Flugblätter der Weissen Rose


IV


 Es ist eine alte Weisheit, die man Kindern immer wieder aufs neue predigt, dass wer nicht hören will, fühlen muss. Ein kluges Kind wird sich aber die Finger nur einmal am heissen Ofen verbrennen.

 In den vergangenen Wochen hatte Hitler sowohl in Afrika, als auch in Russland Erfolge zu verzeichnen. Die Folge davon war, dass der Optimismus auf der einen, die Bestürzung und der Pessimismus auf der anderen Seite des Volkes mit einer der deutschen Trägheit unvergleichlichen Schnelligkeit anstieg. Allenthalben hörte man unter den Gegnern Hitlers, also unter dem besseren Teil des Volkes, Klagerufe, Worte der Enttäuschung und der Entmutigung, die nicht selten in dem Ausruf endigten: "Sollte nun Hitler doch..?"

 Indessen ist der deutsche Angriff auf Aegypten zum Stillstand gekommen, Rommel muss in einer gefährlich exponierten Lage verharren - aber noch geht der Vormarsch im Osten weiter. Dieser scheinbare Erfolg ist unter den grauenhaftesten Opfern erkauft worden, sodass er schon nicht mehr als vorteilhaft bezeichnet werden kann. Wir warnen daher vor jedem Optimismus.

 Wer hat die Toten gezählt, Hitler oder Göbbels - wohl keiner von beiden. Täglich fallen in Russland Tausende. Es ist die Zeit der Ernte, und der Schnitter fährt mit vollem Zug in die reife Saat. Die Trauer kehrt ein in die Hütten der Heimat, und niemand ist da, der die Tränen der Mütter trocknet. Hitler aber belügt die, deren teuerstes Gut er geraubt und in den sinnlosen Tod getrieben hat.

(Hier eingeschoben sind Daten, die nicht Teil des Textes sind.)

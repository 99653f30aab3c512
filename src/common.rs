use anyhow::{anyhow, Result};
use clap::Args;
use dispatch::DispatchError;
use link::MqttConfig;

pub mod settings;

pub use settings::Settings;

#[derive(Args, Debug, Clone)]
pub struct MqttArgs {
    /// MQTT broker URL (mqtt://host:port), overrides the settings file
    #[arg(short, long)]
    pub mqtt_broker: Option<String>,

    /// MQTT username, Optional
    #[arg(long, env = "RADIOLOG_MQTT_USERNAME")]
    pub mqtt_username: Option<String>,

    /// MQTT password, Optional
    #[arg(long, env = "RADIOLOG_MQTT_PASSWORD", hide_env_values = true)]
    pub mqtt_password: Option<String>,
}

impl MqttArgs {
    /// Applies command line overrides on top of `config`.
    pub fn apply(&self, mut config: MqttConfig) -> Result<MqttConfig> {
        if let Some(url) = &self.mqtt_broker {
            let (host, port) = parse_broker_url(url)?;
            config.broker_host = host;
            config.broker_port = port;
        }
        if let Some(user) = &self.mqtt_username {
            config.username = Some(user.clone());
        }
        if let Some(pass) = &self.mqtt_password {
            config.password = Some(pass.clone());
        }
        Ok(config)
    }
}

/// Parses `mqtt://host[:port]`, defaulting the port to 1883.
pub fn parse_broker_url(url: &str) -> Result<(String, u16)> {
    let url = url.trim();
    let without_proto = url
        .strip_prefix("mqtt://")
        .ok_or_else(|| anyhow!("Broker URL must start with mqtt://"))?;

    let parts: Vec<&str> = without_proto.split(':').collect();
    let host = parts.first().filter(|h| !h.is_empty()).ok_or_else(|| anyhow!("Invalid broker URL"))?;
    let port = parts.get(1).map(|p| p.parse()).transpose()?.unwrap_or(1883);

    Ok((host.to_string(), port))
}

/// Process exit status for a failed run: 2 for usage errors, 1 otherwise.
pub fn exit_status(err: &DispatchError) -> u8 {
    match err {
        DispatchError::Usage => 2,
        _ => 1,
    }
}

/// Whether the usage line should follow the error message.
pub fn shows_usage(err: &DispatchError) -> bool {
    matches!(err, DispatchError::Usage | DispatchError::InvalidNodeSelector { .. })
}

pub fn init_runtime() {
    tracing_subscriber::fmt()
        .with_writer(std::io::stderr)
        .with_env_filter(
            tracing_subscriber::EnvFilter::try_from_default_env()
                .unwrap_or_else(|_| "info,rumqttc=warn".into()),
        )
        .init();
}
mod config;
mod link;
mod message;

pub mod topics;

pub use config::MqttConfig;
pub use link::{wait_connected, LinkEvent, NodeLink};
pub use message::{CoverPosition, NodeMessage, ReportKind};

 Jedes Wort, das aus Hitlers Munde kommt, ist Lüge: Wenn er Frieden sagt, meint er den Krieg, und wenn er in frevelhaftester Weise den Namen des Allmächtigen nennt, meint er die Macht des Bösen, den gefallenen Engel, den Satan. Sein Mund ist der stinkende Rachen der Hölle und seine Macht ist im Grunde verworfen. Wohl muss man mit rationalen Mitteln den Kampf wider den nationalsozialistischen Terrorstaat führen; wer aber heute noch an der realen Existenz der dämonischen Mächte zweifelt, hat den metaphysischen Hintergrund dieses Krieges bei weitem nicht begriffen. Hinter dem Konkreten, hinter dem sinnlich wahrnehmbaren, hinter allen sachlichen logischen Ueberlegungen, steht das Irrationale, d.i. der Kampf wider den Dämon, wider den Boten des Antichrists. Ueberall und zu allen Zeiten haben die Dämonen im Dunkeln gelauert auf die Stunde, da der Mensch schwach wird, da er seine ihm von Gott auf Freiheit gegründete Stellung im ordo eigenmächtig verlässt, da er dem Druck des Bösen nachgibt, sich von den Mächten höherer Ordnung loslöst und so, nachdem er den ersten Schritt freiwillig getan, zum zweiten und dritten und immer mehr getrieben wird mit rasend steigender Geschwindigkeit - überall und zu allen Zeiten der höchsten Not sind Menschen aufgestanden, Propheten, Heilige, die ihre Freiheit gewahrt hatten, die auf den Einzigen Gott hinwiesen und mit seiner Hilfe das Volk zur Umkehr mahnten. Wohl ist der Mensch frei, aber er ist wehrlos wider das Böse ohne den wahren Gott, er ist wie ein Schiff ohne Ruder, dem Sturme preisgegeben, wie ein Säugling ohne Mutter, wie eine Wolke, die sich auflöst.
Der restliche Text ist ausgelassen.